YOUR OBJECTIVE ->
Copy every line in the listing that contains "stderr".

STORED DATA ->
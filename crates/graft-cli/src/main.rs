//! # Graft CLI
//!
//! Blueprint-driven project grafting tool.
//!
//! ## Startup sequence
//!
//! 1. Parse CLI arguments (clap handles `--help` / `--version` early-exit).
//! 2. Initialise the tracing subscriber (logging).
//! 3. Load configuration (file + env + defaults).
//! 4. Build the [`OutputManager`].
//! 5. Dispatch to the appropriate command handler.
//! 6. Translate any [`CliError`] into a user-facing message and exit code.
//!
//! ## Exit codes
//!
//! | Code | Meaning                 |
//! |------|-------------------------|
//! |  0   | Success                 |
//! |  1   | Internal / system error |
//! |  2   | User / input error      |
//! |  3   | Resource not found      |
//! |  4   | Configuration error     |

use std::process::ExitCode;

use clap::Parser;
use tracing::{debug, info, instrument};

use crate::{
    cli::{Cli, Commands},
    config::AppConfig,
    error::{CliError, CliResult},
    logging::init_logging,
    output::OutputManager,
};

mod cli;
mod commands;
mod config;
mod error;
mod logging;
mod output;

fn main() -> ExitCode {
    // Load .env before anything else — including tracing init.
    // Silently ignored if .env doesn't exist (production deployments
    // use real environment variables, not .env files).
    let _ = dotenvy::dotenv();

    // ── 1. Parse arguments ────────────────────────────────────────────────
    // clap handles --help / --version and exits automatically; errors here
    // are argument-parse failures (exit 2).
    let cli = match Cli::try_parse() {
        Ok(cli) => cli,
        Err(e) => {
            // Render clap's own error (already user-friendly) and exit 2.
            eprintln!("{}", e.render().ansi());
            return ExitCode::from(2);
        }
    };

    // ── 2. Initialise tracing ─────────────────────────────────────────────
    if let Err(e) = init_logging(&cli.global) {
        eprintln!("Failed to initialise logging: {e}");
        return ExitCode::from(1);
    }

    debug!(
        verbose = cli.global.verbose,
        quiet = cli.global.quiet,
        no_color = cli.global.no_color,
        "CLI started"
    );

    // ── 3. Load configuration ─────────────────────────────────────────────
    let config = match AppConfig::load(cli.global.config.as_ref()) {
        Ok(cfg) => cfg,
        Err(e) => {
            tracing::error!("Failed to load configuration: {e:#}");
            return ExitCode::from(4);
        }
    };

    // ── 4. Build output manager ───────────────────────────────────────────
    let output = OutputManager::new(&cli.global, &config);

    // Captured here because run() consumes the parsed arguments.
    let verbose = cli.global.verbose > 0;

    // ── 5. Dispatch + 6. Error handling ──────────────────────────────────
    match run(cli, config, output) {
        Ok(()) => {
            info!("Graft completed successfully");
            ExitCode::SUCCESS
        }
        Err(e) => handle_error(e, verbose),
    }
}

/// Dispatch to the correct command handler.
#[instrument(skip_all)]
fn run(cli: Cli, config: AppConfig, output: OutputManager) -> CliResult<()> {
    match cli.command {
        Commands::Apply(cmd) => commands::apply::execute(cmd, cli.global, config, output),
        Commands::Plan(cmd) => commands::plan::execute(cmd, config, output),
        Commands::Validate(cmd) => commands::validate::execute(cmd, config, output),
        Commands::Completions(cmd) => commands::completions::execute(cmd),
    }
}

/// Translate a `CliError` into a user message and an appropriate exit code.
///
/// This is the single place where structured errors become human-readable
/// output and OS exit codes — the format/suggestion machinery in `CliError`
/// is all exercised here.
fn handle_error(err: CliError, verbose: bool) -> ExitCode {
    // 1. Emit a structured log event at the right severity.
    err.log();

    // 2. Print a user-friendly message.  We write directly to stderr so the
    //    message appears even when stdout is redirected.
    //
    //    Colour is disabled when stderr is not a TTY (same logic as logging.rs).
    let msg = if std::io::IsTerminal::is_terminal(&std::io::stderr()) {
        err.format_colored(verbose)
    } else {
        err.format_plain(verbose)
    };
    eprint!("{msg}");

    ExitCode::from(err.exit_code())
}

// ── tests ─────────────────────────────────────────────────────────────────────

#[cfg(test)]
mod tests {
    use super::*;
    use clap::CommandFactory;

    #[test]
    fn cli_structure_is_valid() {
        // Clap's internal consistency check — catches missing values, conflicts, etc.
        Cli::command().debug_assert();
    }

    #[test]
    fn cli_version_matches_cargo() {
        let cmd = Cli::command();
        assert_eq!(cmd.get_version(), Some(env!("CARGO_PKG_VERSION")));
    }

    #[test]
    fn cli_has_author() {
        let cmd = Cli::command();
        assert!(cmd.get_author().is_some());
    }
}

OUTPUT FOR THIS EXERCISE ->
    // 2. Print a user-friendly message.  We write directly to stderr so the
    //    Colour is disabled when stderr is not a TTY (same logic as logging.rs).
    let msg = if std::io::IsTerminal::is_terminal(&std::io::stderr()) {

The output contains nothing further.